Another aspect of candidate identification is
prospective patient recruitment. Prospective
recruitment is based on inclusion or exclusion
criteria and is of great interest to physicians for
enabling just-in-time treatment, clinic trial
enrollment, or research study options for patients.
At Mayo Clinic most clinical documents are
transcribed within 24 hours of patient consultation.
This electronic narration serves as resource for
enabling prospective recruitment based on criteria
present in clinical document.
Probably the most basic approach to
identification of candidates for recruitment is to
develop a set of terms whose presence in the note
may be indicative of the diagnoses of interest.

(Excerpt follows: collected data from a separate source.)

use thiserror::Error;

/// Errors detected while building a [`SchemaRegistry`](crate::SchemaRegistry).
#[derive(Debug, Clone, PartialEq, Error)]
pub enum SchemaError {
	#[error("duplicate element definition: {0}")]
	DuplicateElement(String),

	#[error("duplicate structure definition: {0}")]
	DuplicateStructure(String),

	#[error("duplicate property '{property}' on {owner}")]
	DuplicateProperty { owner: String, property: String },

	#[error("duplicate slot '{slot}' on {element}")]
	DuplicateSlot { element: String, slot: String },

	#[error("{element} extends unknown base kind {base}")]
	UnknownBase { element: String, base: String },

	#[error("cyclic base chain through {0}")]
	CyclicBase(String),

	#[error("{owner} refers to unknown structure {structure}")]
	UnknownStructure { owner: String, structure: String },

	#[error("{owner} refers to unknown element kind {kind}")]
	UnknownKind { owner: String, kind: String },

	#[error("{element} is styled but the schema declares no style kind")]
	MissingStyleKind { element: String },

	#[error("structure {structure} nests structures deeper than two levels")]
	NestingTooDeep { structure: String },

	#[error("invalid default for '{property}' on {owner}: {source}")]
	InvalidDefault {
		owner: String,
		property: String,
		source: ValueError,
	},
}

/// A value rejected by its property or member definition.
#[derive(Debug, Clone, PartialEq, Error)]
pub enum ValueError {
	#[error("type mismatch for '{property}': expected {expected}, got {got}")]
	TypeMismatch {
		property: String,
		expected: String,
		got: &'static str,
	},

	#[error("invalid choice '{value}' for '{property}' (allowed: {allowed:?})")]
	InvalidChoice {
		property: String,
		value: String,
		allowed: Vec<String>,
	},

	#[error("value {value} out of range for '{property}'")]
	OutOfRange {
		property: String,
		value: f64,
		min: Option<f64>,
		max: Option<f64>,
	},

	#[error("'{property}' does not allow null")]
	NullNotAllowed { property: String },

	#[error("required member '{member}' of {structure} is blank")]
	RequiredMemberBlank { structure: String, member: String },

	#[error("{structure} has no member '{member}'")]
	UnknownMember { structure: String, member: String },

	#[error("'{property}' expects structure {expected}, got {got}")]
	WrongStructure {
		property: String,
		expected: String,
		got: String,
	},

	#[error("invalid value for '{property}': {reason}")]
	Invalid { property: String, reason: String },
}
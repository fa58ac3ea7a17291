//! Containment contexts: where an element sits and what may go there.
//!
//! A [`ContainerContext`] names either a schema-declared slot of its owner
//! or an element-typed property of its owner. Insertion legality is checked
//! in a fixed order:
//!
//! 1. kind compatibility and cardinality,
//! 2. the owner's module is writable,
//! 3. virtual and inherited content is not restructured,
//! 4. the owner kind's content validator accepts the candidate.
//!
//! All checks run before anything is mutated.

use std::fmt;

use quire_primitives::{ElementId, PropertyValue};
use quire_schema::ContentCheck;

use crate::cascade::Resolver;
use crate::design::Design;
use crate::error::{ContainmentError, ModelError, Result};


/// The container-side half of a [`ContainerContext`].
#[derive(Debug, Clone, PartialEq, Eq, Hash)]
pub enum ContentSlot {
	/// Index into the owner kind's slot definitions.
	Slot(usize),
	/// Name of an element-typed property of the owner.
	Property(String),
}

/// A containment relationship: an owner element plus one slot or one
/// element-typed property.
///
/// Two contexts are equal when they name the same owner and the same slot
/// index or property name.
#[derive(Debug, Clone, PartialEq, Eq, Hash)]
pub struct ContainerContext {
	owner: ElementId,
	slot: ContentSlot,
}

impl ContainerContext {
	/// Context for slot `index` of `owner`.
	pub fn slot(owner: ElementId, index: usize) -> Self {
		Self {
			owner,
			slot: ContentSlot::Slot(index),
		}
	}

	/// Context for the element-typed property `name` of `owner`.
	pub fn property(owner: ElementId, name: impl Into<String>) -> Self {
		Self {
			owner,
			slot: ContentSlot::Property(name.into()),
		}
	}

	/// Context for the slot called `name` of `owner`.
	pub fn named_slot(design: &Design, owner: ElementId, name: &str) -> Result<Self> {
		let defn = design.defn_of(owner)?;
		match defn.slot(name) {
			Some((index, _)) => Ok(Self::slot(owner, index)),
			None => Err(ContainmentError::UnknownSlot {
				container: owner,
				slot: name.to_string(),
			}
			.into()),
		}
	}

	#[inline]
	pub fn owner(&self) -> ElementId {
		self.owner
	}

	pub fn content_slot(&self) -> &ContentSlot {
		&self.slot
	}

	pub fn slot_index(&self) -> Option<usize> {
		match self.slot {
			ContentSlot::Slot(i) => Some(i),
			ContentSlot::Property(_) => None,
		}
	}

	pub fn property_name(&self) -> Option<&str> {
		match &self.slot {
			ContentSlot::Property(name) => Some(name),
			ContentSlot::Slot(_) => None,
		}
	}

	/// Slot or property name, for messages.
	pub fn label(&self, design: &Design) -> String {
		match &self.slot {
			ContentSlot::Slot(i) => design
				.defn_of(self.owner)
				.ok()
				.and_then(|d| d.slot_defns().get(*i))
				.map(|s| s.name.clone())
				.unwrap_or_else(|| format!("slot {i}")),
			ContentSlot::Property(name) => name.clone(),
		}
	}

	/// Content elements, in order.
	pub fn contents(&self, design: &Design) -> Vec<ElementId> {
		let Some(owner) = design.graph().get(self.owner) else {
			return Vec::new();
		};
		match &self.slot {
			ContentSlot::Slot(i) => owner.slot(*i).to_vec(),
			ContentSlot::Property(name) => {
				let mut out = Vec::new();
				if let Some(value) = owner.local(name) {
					value.visit_elements(&mut |id| out.push(id));
				}
				out
			}
		}
	}

	/// Content element at `index`.
	pub fn get(&self, design: &Design, index: usize) -> Option<ElementId> {
		self.contents(design).get(index).copied()
	}

	pub fn count(&self, design: &Design) -> usize {
		self.contents(design).len()
	}

	/// Position of `element` in this context.
	pub fn index_of(&self, design: &Design, element: ElementId) -> Option<usize> {
		self.contents(design).iter().position(|e| *e == element)
	}

	/// Checks that a new element of `kind` could be appended here.
	pub fn can_contain(&self, design: &Design, kind: &str) -> Result<()> {
		self.check_insert(design, kind, None, None).map(|_| ())
	}

	/// Checks that the existing, detached `element` could be inserted here.
	///
	/// On top of [`can_contain`](Self::can_contain) this rejects elements of
	/// another module, virtual elements, module roots, and placements that
	/// would make an element contain itself.
	pub fn check_containment_context(&self, design: &Design, element: ElementId) -> Result<()> {
		self.check_element(design, element, None).map(|_| ())
	}

	/// Inserts the detached `element` at `index` (appends when `None`).
	pub fn add(&self, design: &mut Design, element: ElementId, index: Option<usize>) -> Result<()> {
		design.add(self, element, index)
	}

	/// Removes `element` from this context and destroys it.
	pub fn remove(&self, design: &mut Design, element: ElementId) -> Result<()> {
		if self.index_of(design, element).is_none() {
			return Err(ContainmentError::NotContained {
				element,
				container: self.owner,
				slot: self.label(design),
			}
			.into());
		}
		design.drop_element(element)
	}

	/// Moves the content at `from` to position `to`.
	pub fn move_content(&self, design: &mut Design, from: usize, to: usize) -> Result<()> {
		design.move_content(self, from, to)
	}

	pub(crate) fn check_element(
		&self,
		design: &Design,
		element: ElementId,
		position: Option<usize>,
	) -> Result<usize> {
		let candidate = design.element(element)?;
		let owner = design.element(self.owner)?;
		if candidate.is_virtual() {
			return Err(ContainmentError::VirtualElement { element }.into());
		}
		if design
			.graph()
			.module(candidate.module())
			.is_some_and(|m| m.root == element)
		{
			return Err(ContainmentError::ModuleRoot { element }.into());
		}
		if candidate.module() != owner.module() {
			return Err(ContainmentError::CrossModule {
				element,
				container: self.owner,
			}
			.into());
		}
		if element == self.owner || design.graph().ancestors(self.owner).contains(&element) {
			return Err(ContainmentError::Cycle { element }.into());
		}
		let kind = candidate.kind().to_string();
		self.check_insert(design, &kind, Some(element), position)
	}

	/// Runs the ordered legality checks and returns the insertion position.
	pub(crate) fn check_insert(
		&self,
		design: &Design,
		kind: &str,
		candidate: Option<ElementId>,
		position: Option<usize>,
	) -> Result<usize> {
		let owner = design.element(self.owner)?;
		let owner_defn = design.defn_of(self.owner)?;
		let label = self.label(design);
		let existing = self.contents(design);

		let (kinds, single) = match &self.slot {
			ContentSlot::Slot(i) => {
				let Some(slot) = owner_defn.slot_defns().get(*i) else {
					return Err(self.unknown(label));
				};
				(slot.kinds.as_slice(), slot.is_single())
			}
			ContentSlot::Property(name) => {
				let Some(defn) = owner_defn.property(name) else {
					return Err(self.unknown(label));
				};
				let Some(kinds) = defn.element_kinds() else {
					return Err(self.unknown(label));
				};
				(kinds, !defn.is_list())
			}
		};
		if !kinds.iter().any(|k| design.schema().is_kind_of(kind, k)) {
			return Err(ContainmentError::KindNotAllowed {
				container: self.owner,
				slot: label,
				kind: kind.to_string(),
			}
			.into());
		}
		if single && !existing.is_empty() {
			return Err(ContainmentError::SlotFull {
				container: self.owner,
				slot: label,
			}
			.into());
		}

		if design.is_sealed(owner.module()) {
			return Err(ContainmentError::ReadOnlyModule {
				container: self.owner,
				module: owner.module(),
			}
			.into());
		}

		if owner.is_virtual() {
			return Err(ContainmentError::VirtualElement {
				element: self.owner,
			}
			.into());
		}
		if matches!(self.slot, ContentSlot::Slot(_)) && owner.extends().is_some_and(|r| r.is_resolved()) {
			return Err(ContainmentError::InheritedContent {
				container: self.owner,
			}
			.into());
		}

		let position = position.unwrap_or(existing.len());
		if position > existing.len() {
			return Err(ContainmentError::IndexOutOfRange {
				index: position,
				len: existing.len(),
			}
			.into());
		}

		if let Some(validator) = owner_defn.content_validator {
			let resolver = Resolver::new(design);
			let existing_kinds: Vec<&str> = existing
				.iter()
				.filter_map(|id| design.graph().get(*id))
				.map(|e| e.kind())
				.collect();
			let container_property = |name: &str| resolver.value(self.owner, name);
			let candidate_property = |name: &str| -> Option<PropertyValue> {
				candidate.and_then(|id| resolver.value(id, name))
			};
			let check = ContentCheck {
				container_kind: owner.kind(),
				slot: &label,
				candidate_kind: kind,
				existing: &existing_kinds,
				position,
				container_property: &container_property,
				candidate_property: &candidate_property,
			};
			validator(&check).map_err(|reason| ContainmentError::Rejected {
				container: self.owner,
				slot: label.clone(),
				kind: kind.to_string(),
				reason,
			})?;
		}
		Ok(position)
	}

	fn unknown(&self, label: String) -> ModelError {
		ContainmentError::UnknownSlot {
			container: self.owner,
			slot: label,
		}
		.into()
	}
}

impl fmt::Display for ContainerContext {
	fn fmt(&self, f: &mut fmt::Formatter<'_>) -> fmt::Result {
		match &self.slot {
			ContentSlot::Slot(i) => write!(f, "{}/{}", self.owner, i),
			ContentSlot::Property(name) => write!(f, "{}.{}", self.owner, name),
		}
	}
}
//! Finalisation before a design is written out.

use quire_primitives::ElementId;
use tracing::{debug, warn};

use super::Design;
use crate::activity::TransKind;
use crate::error::Result;

/// A reference left without a target when the design was prepared for saving.
#[derive(Debug, Clone, PartialEq, Eq, Hash, PartialOrd, Ord)]
pub struct UnresolvedRef {
	pub element: ElementId,
	pub property: String,
	pub name: String,
}

/// Outcome of [`Design::prepare_to_save`].
#[derive(Debug, Clone, Default, PartialEq, Eq)]
pub struct SaveReport {
	pub unresolved: Vec<UnresolvedRef>,
}

impl SaveReport {
	/// Returns true if every reference resolved.
	pub fn is_clean(&self) -> bool {
		self.unresolved.is_empty()
	}
}

impl Design {
	/// Resolves pending forward references and refreshes virtual content so
	/// the graph can be traversed for writing.
	///
	/// Runs as a silent transaction: any changes fold into the latest undo
	/// entry.
	pub fn prepare_to_save(&mut self) -> Result<SaveReport> {
		self.run_as("prepare to save", TransKind::Silent, |d| {
			d.resolve_pending(None)?;
			d.refresh_all_virtual()
		})?;

		let unresolved: Vec<UnresolvedRef> = self
			.unresolved_references()
			.into_iter()
			.map(|(element, property, name)| UnresolvedRef {
				element,
				property,
				name,
			})
			.collect();
		for r in &unresolved {
			warn!(element = %r.element, property = r.property, name = r.name, "reference unresolved at save");
		}
		debug!(unresolved = unresolved.len(), "design prepared for save");
		Ok(SaveReport { unresolved })
	}
}
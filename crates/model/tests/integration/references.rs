use pretty_assertions::assert_eq;
use quire_model::{Design, ModelConfig, RenamePolicy, UnresolvedRef};
use quire_primitives::{ElementId, ElementRef, PropertyValue};
use rstest::rstest;

use crate::common::{body, design, slot, style};

fn style_of(d: &Design, id: ElementId) -> Option<ElementRef> {
	d.element(id).unwrap().style().cloned()
}

fn clients_of(d: &mut Design, style: &str, count: usize) -> Vec<ElementId> {
	(0..count)
		.map(|i| {
			let id = body(d, "label", &format!("l{i}"));
			d.set_property(id, "style", Some(style.into())).unwrap();
			id
		})
		.collect()
}

#[rstest]
#[case::follow_one(RenamePolicy::Follow, 1)]
#[case::follow_many(RenamePolicy::Follow, 5)]
#[case::unresolve_one(RenamePolicy::Unresolve, 1)]
#[case::unresolve_many(RenamePolicy::Unresolve, 5)]
fn test_rename_repairs_every_client(#[case] policy: RenamePolicy, #[case] count: usize) {
	let config = ModelConfig {
		rename_policy: policy,
		..ModelConfig::default()
	};
	let mut d = design().with_config(config);
	let s = style(&mut d, "plain", "grey");
	let clients = clients_of(&mut d, "plain", count);

	d.rename(s, Some("muted")).unwrap();
	for &client in &clients {
		let expected = match policy {
			RenamePolicy::Follow => ElementRef::resolved("muted", s),
			RenamePolicy::Unresolve => ElementRef::unresolved("plain"),
		};
		assert_eq!(style_of(&d, client), Some(expected));
	}
	assert_eq!(d.has_references(s), policy == RenamePolicy::Follow);

	d.undo().unwrap();
	assert_eq!(d.element(s).unwrap().name(), Some("plain"));
	for &client in &clients {
		assert_eq!(style_of(&d, client), Some(ElementRef::resolved("plain", s)));
		assert_eq!(d.resolve_value(client, "color").unwrap(), Some("grey".into()));
	}
	assert_eq!(d.clients(s).len(), count);
}

#[test]
fn test_drop_leaves_name_for_successor() {
	let mut d = design();
	let old = style(&mut d, "plain", "grey");
	let clients = clients_of(&mut d, "plain", 3);

	d.drop_element(old).unwrap();
	for &client in &clients {
		assert_eq!(style_of(&d, client), Some(ElementRef::unresolved("plain")));
		assert_eq!(d.resolve_value(client, "color").unwrap(), None);
	}

	let successor = style(&mut d, "plain", "black");
	for &client in &clients {
		assert_eq!(style_of(&d, client), Some(ElementRef::resolved("plain", successor)));
		assert_eq!(d.resolve_value(client, "color").unwrap(), Some("black".into()));
	}
}

#[test]
fn test_save_report_lists_dangling_references() {
	let mut d = design();
	let a = body(&mut d, "label", "a");
	let b = body(&mut d, "label", "b");
	d.set_property(a, "style", Some("pending".into())).unwrap();
	d.set_property(b, "data-set", Some("orders".into())).unwrap();

	let report = d.prepare_to_save().unwrap();
	assert!(!report.is_clean());
	let mut unresolved = report.unresolved;
	unresolved.sort();
	assert_eq!(
		unresolved,
		vec![
			UnresolvedRef {
				element: a,
				property: "style".to_string(),
				name: "pending".to_string(),
			},
			UnresolvedRef {
				element: b,
				property: "data-set".to_string(),
				name: "orders".to_string(),
			},
		]
	);

	let history = d.activity().undo_len();
	style(&mut d, "pending", "red");
	let root = d.root();
	let sets = slot(&d, root, "data-sets");
	d.create_in(&sets, "data-set", Some("orders"), None).unwrap();
	assert!(d.prepare_to_save().unwrap().is_clean());
	assert_eq!(d.activity().undo_len(), history + 3);
	assert!(matches!(
		d.local_value(b, "data-set").unwrap(),
		Some(PropertyValue::Ref(r)) if r.is_resolved()
	));
}
//! Change notifications delivered to design listeners.

use quire_primitives::ElementId;

use crate::containment::ContainerContext;

/// What happened to a container's content.
#[derive(Debug, Clone, Copy, PartialEq, Eq, Hash)]
pub enum ContentAction {
	Added,
	Removed,
	Moved,
}

/// A change to the design graph.
///
/// Notifications raised inside a transaction are buffered and delivered after
/// the outermost commit; a rollback discards them. Undo and redo deliver the
/// notifications of the records they replay.
#[derive(Debug, Clone, PartialEq)]
pub enum Notification {
	PropertyChanged {
		element: ElementId,
		property: String,
	},
	ContentChanged {
		container: ContainerContext,
		element: ElementId,
		action: ContentAction,
	},
	NameChanged {
		element: ElementId,
		old: Option<String>,
		new: Option<String>,
	},
	ElementCreated {
		element: ElementId,
	},
	ElementDestroyed {
		element: ElementId,
	},
	/// A reference held by `client` lost its target and is unresolved again.
	ReferenceInvalidated {
		client: ElementId,
		property: String,
		/// Name the reference keeps as its lookup key.
		name: String,
	},
	/// The shared style used by `client` changed, was renamed or went away.
	StyleChanged {
		client: ElementId,
		style: ElementId,
	},
}

impl Notification {
	/// Element primarily affected by this notification.
	pub fn element(&self) -> ElementId {
		match self {
			Notification::PropertyChanged { element, .. }
			| Notification::NameChanged { element, .. }
			| Notification::ElementCreated { element }
			| Notification::ElementDestroyed { element } => *element,
			Notification::ContentChanged { container, .. } => container.owner(),
			Notification::ReferenceInvalidated { client, .. }
			| Notification::StyleChanged { client, .. } => *client,
		}
	}
}

/// Receiver of design notifications.
///
/// Listeners run synchronously after the transaction bookkeeping is complete
/// and cannot reach back into the design.
pub trait DesignListener {
	fn on_notification(&mut self, event: &Notification);
}

impl<F> DesignListener for F
where
	F: FnMut(&Notification),
{
	fn on_notification(&mut self, event: &Notification) {
		self(event)
	}
}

This term set can be used as a filtering mechanism
by either searching on an indexed collection of
clinical notes or simply by doing term spotting if
the size of the collection would allow it. For
example, in case of congestive heart failure, one
could define the following set of search terms:
“CHF”, “heart failure”, “cardiomyopathy”,
“volume overload”, “fluid overload”, “pulmonary
edema”, etc. The number of possible variants is
virtually unlimited, which is the inherent problem
with this approach. It would be hard to guarantee
the completeness of this set to begin with, which is
further complicated by morphological and spelling
variants. This problem is serious because it affects
the recall, which is especially important in
epidemiological studies.
Another problem is that such term spotting or
indexing approach would have to be intelligent
enough to identify the search terms in negated and
other contexts that would render documents
containing these terms irrelevant. A note
containing “no evidence of heart failure” should
not be retrieved, for example. Identifying negation
reliably and, more importantly, its scope is far
from trivial and is in fact a notoriously difficult
problem in Linguistics [1]. This problem is slightly
less serious than the completeness problem since it
only affects precision which is less important in the
given context than recall.
In order to be able to correctly identify whether
a given patient note contains evidence that the
patient is relevant to a congestive heart failure
study, one has to “understand” the note. Currently,
there are no systems capable of human-like
“understanding” of natural language; however,
there are methods that allow at least partial
solutions to the language understanding problem
once the problem is constrained in very specific
ways.  One such constraint is to treat language
understanding as a classification problem and to
use available machine learning approaches to
automatic classification to solve the problem.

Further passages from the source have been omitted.